Foi com alguma surpresa que terminei a leitura de “O Bispo – A história revelada de Edir Macedo”, livro chapa-branca de autoria dos jornalistas Douglas Tavolaro e Christina Lemos, funcionários da Rede Record. Surpresa e satisfação, por notar que uma das autoridades religiosas mais importantes do país é capaz de ter pontos de vista progressistas, ao contrário da imagem comumente associada a suas pregações.
Como o próprio título diz, a obra é uma biografia (autorizada) de Edir Macedo. De conteúdo raso e calcado em centenas de horas de entrevistas concedidas pelo bispo, os autores conseguem contar, em linguagem simples e apressada, a história do funcionário público que construiu um império fabuloso, a conhecida Igreja Universal do Reino de Deus.
Em tempo: neste texto não haverá qualquer tipo de juízo de valor a respeito da fé do bispo e de seus seguidores. Irei me ater a alguns depoimentos retirados do livro acima citado, pela sensação inusitada que tais trechos me causaram.
Em determinado capítulo do livro, os jornalistas fazem uma espécie de “jogo rápido” com Edir Macedo, a partir da proposta de alguns temas polêmicos. Sua posição sobre o incentivo ao uso de preservativos já era conhecida. O que me causou tremenda surpresa foi ler o que o bispo pensa sobre aborto:
“Sou a favor do direito de escolha da mulher. Em casos como estupro, má-formação do feto ou quando a vida da mãe está comprovadamente ameaçada pela gestação, não há o que discutir. Sou a favor do aborto, sim. [...] O Brasil deveria se unir pelo direito da mulher optar pelo aborto. Nossos governantes deveriam se empenhar para isso e não se curvar diante da pressão de alguns segmentos religiosos”.
Nos templos da Universal na África do Sul, há máquinas que distribuem preservativos gratuitamente. Em Johanesburgo, na inauguração de uma catedral em Soweto, 150 mil unidades foram entregues ao fieis. “Sou a favor da camisinha, da vasectomia, da laqueadura, das pílulas e de todos os métodos existentes, ou que ainda vão existir, para o controle de natalidade. [...] O que mais me revolta é saber que existem grupos religiosos conservadores que ainda pregam o contrário. E os jovens que morrem de AIDS todos os dias? E as doenças sexualmente transmissíveis? E o aumento de mães solteiras?
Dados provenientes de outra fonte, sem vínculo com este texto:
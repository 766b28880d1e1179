//! PageRank importance

use crate::algorithm::{to_rows, AlgorithmCategory, GraphAlgorithm};
use crate::error::Result;
use crate::params::{positive, positive_integer, unit_fraction, AlgorithmParameter, ResolvedParams};
use cnm_core::{Adjacency, GraphData};
use serde::{Deserialize, Serialize};

/// One scored node
#[derive(Debug, Clone, PartialEq, Serialize, Deserialize)]
#[serde(rename_all = "camelCase")]
pub struct PageRankRow {
    pub node_id: String,
    pub pagerank: f64,
}

/// Random-surfer importance over the link graph
///
/// Power iteration of
/// ```text
/// PR(v) = (1-d)/N + d * (Σ PR(u)/out(u) + D/N)
///                       u→v
/// ```
/// where `D` is the mass held by nodes without outgoing links. Scores sum to
/// 1. Iteration stops once the L1 change falls below `N * tolerance`; when
/// `maxIterations` runs out first, the last iterate is returned.
#[derive(Debug, Clone, Copy, Default)]
pub struct PageRank;

impl PageRank {
    pub const NAME: &'static str = "PageRank";

    pub fn new() -> Self {
        Self
    }
}

impl GraphAlgorithm for PageRank {
    fn name(&self) -> &'static str {
        Self::NAME
    }

    fn category(&self) -> AlgorithmCategory {
        AlgorithmCategory::RelationshipAnalysis
    }

    fn description(&self) -> &'static str {
        "Ranks concepts by the importance of the concepts linking to them"
    }

    fn parameters(&self) -> Vec<AlgorithmParameter> {
        vec![
            AlgorithmParameter::new("damping", "Probability of following a link", 0.85)
                .with_validator(unit_fraction),
            AlgorithmParameter::new("maxIterations", "Power iteration cap", 100.0)
                .with_validator(positive_integer),
            AlgorithmParameter::new("tolerance", "Per-node convergence tolerance", 1e-6)
                .with_validator(positive),
            AlgorithmParameter::new("directed", "Follow links from source to target only", true),
        ]
    }

    fn run(&self, graph: &GraphData, params: &ResolvedParams) -> Result<Vec<serde_json::Value>> {
        let damping = params.number("damping")?;
        let max_iterations = params.count("maxIterations")?;
        let tolerance = params.number("tolerance")?;
        let directed = params.bool("directed")?;

        let outgoing = Adjacency::build(graph, directed, |_| true);
        let result = power_iteration(&outgoing, damping, max_iterations, tolerance);
        if result.converged {
            tracing::debug!("PageRank converged in {} iterations", result.iterations);
        } else {
            tracing::warn!(
                "PageRank stopped after {} iterations without converging",
                result.iterations
            );
        }

        let mut rows: Vec<PageRankRow> = (0..outgoing.len())
            .filter(|&i| outgoing.is_canonical(i))
            .map(|i| PageRankRow {
                node_id: outgoing.id(i).to_string(),
                pagerank: result.scores[i],
            })
            .collect();
        rows.sort_by(|a, b| b.pagerank.total_cmp(&a.pagerank));

        to_rows(&rows)
    }
}

struct Iteration {
    scores: Vec<f64>,
    iterations: usize,
    converged: bool,
}

fn power_iteration(
    outgoing: &Adjacency<'_>,
    damping: f64,
    max_iterations: usize,
    tolerance: f64,
) -> Iteration {
    let len = outgoing.len();
    let live: Vec<usize> = (0..len).filter(|&i| outgoing.is_canonical(i)).collect();
    let mut scores = vec![0.0_f64; len];
    if live.is_empty() {
        return Iteration {
            scores,
            iterations: 0,
            converged: true,
        };
    }

    let incoming = outgoing.transposed();
    let n = live.len() as f64;
    let uniform = 1.0 / n;
    for &i in &live {
        scores[i] = uniform;
    }
    let mut next = vec![0.0_f64; len];

    for iteration in 1..=max_iterations {
        let dangling: f64 = live
            .iter()
            .filter(|&&i| outgoing.neighbors(i).is_empty())
            .map(|&i| scores[i])
            .sum();
        let base = ((1.0 - damping) + damping * dangling) * uniform;

        let mut delta = 0.0_f64;
        for &v in &live {
            // Every u here has at least the edge u -> v
            let inbound: f64 = incoming
                .neighbors(v)
                .iter()
                .map(|&u| scores[u] / outgoing.neighbors(u).len() as f64)
                .sum();
            next[v] = base + damping * inbound;
            delta += (next[v] - scores[v]).abs();
        }
        std::mem::swap(&mut scores, &mut next);

        if delta < n * tolerance {
            return Iteration {
                scores,
                iterations: iteration,
                converged: true,
            };
        }
    }

    Iteration {
        scores,
        iterations: max_iterations,
        converged: false,
    }
}

#[cfg(test)]
mod tests {
    use super::*;
    use crate::params::{ParamValue, Params};
    use cnm_core::{Category, Link, LinkType, Node, NodeType};

    fn graph(ids: &[&str], edges: &[(&str, &str)]) -> GraphData {
        GraphData::from_parts(
            ids.iter()
                .map(|id| Node::new(*id, NodeType::Entity(Category::Mechanism), *id))
                .collect(),
            edges
                .iter()
                .map(|(s, t)| Link::new(*s, *t, LinkType::References))
                .collect(),
        )
    }

    fn ranks(graph: &GraphData, params: Params) -> Vec<PageRankRow> {
        PageRank.execute(graph, &params).unwrap().rows().unwrap()
    }

    fn rank_of(rows: &[PageRankRow], id: &str) -> f64 {
        rows.iter().find(|r| r.node_id == id).unwrap().pagerank
    }

    fn total(rows: &[PageRankRow]) -> f64 {
        rows.iter().map(|r| r.pagerank).sum()
    }

    #[test]
    fn test_linear_chain_accumulates_downstream() {
        let g = graph(&["A", "B", "C"], &[("A", "B"), ("B", "C")]);
        let rows = ranks(&g, Params::new());

        assert_eq!(rows[0].node_id, "C");
        assert!(rank_of(&rows, "C") > rank_of(&rows, "B"));
        assert!(rank_of(&rows, "B") > rank_of(&rows, "A"));
        assert!((total(&rows) - 1.0).abs() < 1e-9);
    }

    #[test]
    fn test_star_targets_share_rank() {
        let g = graph(&["A", "B", "C", "D"], &[("A", "B"), ("A", "C"), ("A", "D")]);
        let rows = ranks(&g, Params::new());

        assert!((rank_of(&rows, "B") - rank_of(&rows, "C")).abs() < 1e-12);
        assert!((rank_of(&rows, "C") - rank_of(&rows, "D")).abs() < 1e-12);
        assert!(rank_of(&rows, "B") > rank_of(&rows, "A"));
        assert_eq!(rows[3].node_id, "A");
    }

    #[test]
    fn test_cycle_is_uniform() {
        let g = graph(&["A", "B", "C"], &[("A", "B"), ("B", "C"), ("C", "A")]);
        for row in ranks(&g, Params::new()) {
            assert!((row.pagerank - 1.0 / 3.0).abs() < 1e-9);
        }
    }

    #[test]
    fn test_undirected_view_is_symmetric() {
        let g = graph(&["A", "B", "C"], &[("A", "B"), ("B", "C")]);
        let params = Params::from([("directed".to_string(), ParamValue::from(false))]);
        let rows = ranks(&g, params);

        assert_eq!(rows[0].node_id, "B");
        assert!((rank_of(&rows, "A") - rank_of(&rows, "C")).abs() < 1e-12);
    }

    #[test]
    fn test_iteration_cap_still_returns_distribution() {
        let g = graph(&["A", "B", "C"], &[("A", "B"), ("B", "C")]);
        let params = Params::from([("maxIterations".to_string(), ParamValue::from(1.0))]);
        let rows = ranks(&g, params);

        assert_eq!(rows.len(), 3);
        assert!((total(&rows) - 1.0).abs() < 1e-9);
    }

    #[test]
    fn test_empty_single_and_dangling() {
        assert!(ranks(&GraphData::new(), Params::new()).is_empty());

        let single = graph(&["A"], &[]);
        assert_eq!(rank_of(&ranks(&single, Params::new()), "A"), 1.0);

        let dangling = graph(&["A", "B"], &[("A", "ghost")]);
        let rows = ranks(&dangling, Params::new());
        assert!((rank_of(&rows, "A") - 0.5).abs() < 1e-12);
    }

    #[test]
    fn test_damping_must_be_below_one() {
        let g = graph(&["A"], &[]);
        let params = Params::from([("damping".to_string(), ParamValue::from(1.0))]);
        assert!(PageRank.execute(&g, &params).is_err());
    }
}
Quem se responsabiliza por tudo isso? A Igreja Católica? Quem?”.
É claro que nem tudo é positivo. O que Edir Macedo pensa sobre homossexualismo, drogas, machismo, submissão feminina, divórcio e suas atitudes diante de outras crenças e rituais religiosos (como o espiritismo ou a umbanda) impedem-no de ser considerado um homem progressista. No entanto, alguns de seus posicionamentos a respeito de temas tão polêmicos da sociedade ajudam a explicar a ascensão dos evangélicos no país. Talvez a realidade que o cerca o tenha levado a pensar dessa forma. Mas o fato é que seu discurso, em alguns pontos, é inegavelmente mais avançado do que aquele pregado pelo Vaticano.
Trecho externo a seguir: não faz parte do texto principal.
//! CNM Analysis - Pluggable algorithms over knowledge graph snapshots
//!
//! Algorithms implement [`GraphAlgorithm`] and are looked up by name through
//! an explicitly constructed [`AlgorithmRegistry`].

pub mod algorithm;
pub mod betweenness;
pub mod communities;
pub mod degree;
pub mod error;
pub mod gaps;
pub mod pagerank;
pub mod params;
pub mod registry;

pub use algorithm::{
    to_rows, AlgorithmCategory, AlgorithmDescriptor, AlgorithmResult, GraphAlgorithm, GraphSize,
    ResultMetadata,
};
pub use betweenness::{BetweennessCentrality, CentralityRow};
pub use communities::{ClusterRow, ResearchClusterDetector};
pub use degree::{DegreeCentrality, DegreeRow};
pub use error::{AnalysisError, Result};
pub use gaps::{GapRow, ResearchGapDetector};
pub use pagerank::{PageRank, PageRankRow};
pub use params::{AlgorithmParameter, ParamValue, ParameterType, Params, ResolvedParams};
pub use registry::AlgorithmRegistry;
Até então, só havia prestado atenção na incrível retórica de Edir Macedo. Seu modo de se dirigir ao público chegou até mesmo a despertar a atenção de ninguém menos do que um mestre nessa seara, Silvio Santos, que em 1998 chegou a acompanhar ao vivo um dos cultos do bispo.
Mas é claro que Edir Macedo é muito mais do que um grande orador. A fé construída e administrada por sua igreja é extremamente antenada aos avanços da sociedade contemporânea não apenas no Brasil, mas no mundo todo – a Universal já está presente em mais de 150 países.
Enquanto historicamente a igreja católica associou a pobreza à virtude, Edir Macedo soube, ainda nos anos 70, adotar e disseminar o discurso protestante conhecido como “teologia da prosperidade”. Em seus cultos, é comum ouvi-lo dizer que a Universal começou em um barraco, mas atualmente se situa em edifícios luxuosos, graças ao esforço, ao trabalho e à fé de seus seguidores. Cai fora a história da agulha, do camelo e do reino dos céus para os pobres; entra a ideia de que Jesus veio aos pobres para tirá-los do sofrimento e da pobreza.
Em resumo, “O bispo” não é um livro para aqueles que queiram entender de modo mais profundo o fenômeno de igrejas como a Universal no Brasil. É uma leitura cheia de ressalvas (porém interessante) a respeito de uma figura que tem influência direta sobre milhões de pessoas ao redor do mundo, sobre o jornalismo nacional e sobre a política. Vê-lo tão-somente como um religioso não é o bastante. Uma biografia não autorizada será fundamental para compreender toda sua complexidade.